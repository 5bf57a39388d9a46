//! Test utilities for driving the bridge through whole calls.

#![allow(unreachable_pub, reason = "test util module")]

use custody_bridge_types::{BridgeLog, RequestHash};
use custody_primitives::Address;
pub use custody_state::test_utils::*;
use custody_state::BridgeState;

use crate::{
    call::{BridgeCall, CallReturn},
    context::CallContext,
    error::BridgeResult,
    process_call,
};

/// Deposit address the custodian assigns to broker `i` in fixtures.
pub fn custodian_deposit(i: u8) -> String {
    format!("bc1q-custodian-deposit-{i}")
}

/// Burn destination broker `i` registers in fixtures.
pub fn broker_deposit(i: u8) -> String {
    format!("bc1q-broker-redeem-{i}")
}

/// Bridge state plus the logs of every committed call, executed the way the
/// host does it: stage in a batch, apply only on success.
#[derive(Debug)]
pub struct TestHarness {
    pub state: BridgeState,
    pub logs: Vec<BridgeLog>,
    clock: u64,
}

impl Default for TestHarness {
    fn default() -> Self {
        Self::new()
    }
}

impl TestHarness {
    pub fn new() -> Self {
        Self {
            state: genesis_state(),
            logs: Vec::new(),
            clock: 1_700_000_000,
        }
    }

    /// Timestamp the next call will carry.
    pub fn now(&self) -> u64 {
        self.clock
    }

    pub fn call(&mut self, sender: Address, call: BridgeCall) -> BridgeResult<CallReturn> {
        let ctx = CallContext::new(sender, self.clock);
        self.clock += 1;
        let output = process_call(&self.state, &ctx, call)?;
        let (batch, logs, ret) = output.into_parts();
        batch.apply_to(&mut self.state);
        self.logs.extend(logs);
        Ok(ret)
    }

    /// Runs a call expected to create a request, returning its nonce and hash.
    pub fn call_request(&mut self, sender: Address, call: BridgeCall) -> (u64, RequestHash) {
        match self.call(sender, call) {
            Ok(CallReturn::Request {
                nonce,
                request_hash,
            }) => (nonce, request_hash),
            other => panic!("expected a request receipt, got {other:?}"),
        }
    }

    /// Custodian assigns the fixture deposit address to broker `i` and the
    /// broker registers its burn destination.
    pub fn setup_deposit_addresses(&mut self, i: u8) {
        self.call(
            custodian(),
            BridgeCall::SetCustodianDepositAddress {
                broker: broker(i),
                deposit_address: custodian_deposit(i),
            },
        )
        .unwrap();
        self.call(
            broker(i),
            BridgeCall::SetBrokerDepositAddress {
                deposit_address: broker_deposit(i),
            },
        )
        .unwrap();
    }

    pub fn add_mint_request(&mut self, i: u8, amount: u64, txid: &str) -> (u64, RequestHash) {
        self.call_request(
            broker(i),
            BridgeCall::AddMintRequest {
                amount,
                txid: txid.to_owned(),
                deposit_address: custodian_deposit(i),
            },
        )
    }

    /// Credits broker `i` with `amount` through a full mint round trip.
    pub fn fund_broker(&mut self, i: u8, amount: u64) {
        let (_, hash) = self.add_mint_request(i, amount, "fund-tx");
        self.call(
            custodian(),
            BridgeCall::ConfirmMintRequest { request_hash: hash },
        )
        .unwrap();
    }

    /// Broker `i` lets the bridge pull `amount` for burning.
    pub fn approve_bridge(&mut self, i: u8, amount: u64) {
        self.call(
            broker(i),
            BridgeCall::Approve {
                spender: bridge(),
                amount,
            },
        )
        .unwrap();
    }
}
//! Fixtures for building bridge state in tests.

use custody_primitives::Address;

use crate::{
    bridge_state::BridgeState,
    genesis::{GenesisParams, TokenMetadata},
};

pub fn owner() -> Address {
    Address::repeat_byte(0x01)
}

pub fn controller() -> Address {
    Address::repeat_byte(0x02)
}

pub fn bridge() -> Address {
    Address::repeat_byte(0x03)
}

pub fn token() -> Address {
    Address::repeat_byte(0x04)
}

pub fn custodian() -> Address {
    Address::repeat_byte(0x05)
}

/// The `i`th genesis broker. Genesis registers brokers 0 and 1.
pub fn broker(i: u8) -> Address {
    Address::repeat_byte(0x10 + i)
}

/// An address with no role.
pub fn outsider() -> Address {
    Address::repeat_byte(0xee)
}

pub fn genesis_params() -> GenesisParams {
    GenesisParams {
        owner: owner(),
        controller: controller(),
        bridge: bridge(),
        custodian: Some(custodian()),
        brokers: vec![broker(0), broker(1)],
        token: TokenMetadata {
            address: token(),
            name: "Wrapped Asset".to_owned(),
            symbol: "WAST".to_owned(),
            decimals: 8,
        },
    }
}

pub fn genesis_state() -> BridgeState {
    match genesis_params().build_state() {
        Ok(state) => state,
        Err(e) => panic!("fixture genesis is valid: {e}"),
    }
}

---*---

◆ Exercise directions ◆
Within the data above, count the lines that contain the string "match"; the reply is the number alone.

◆ Reply ◆
2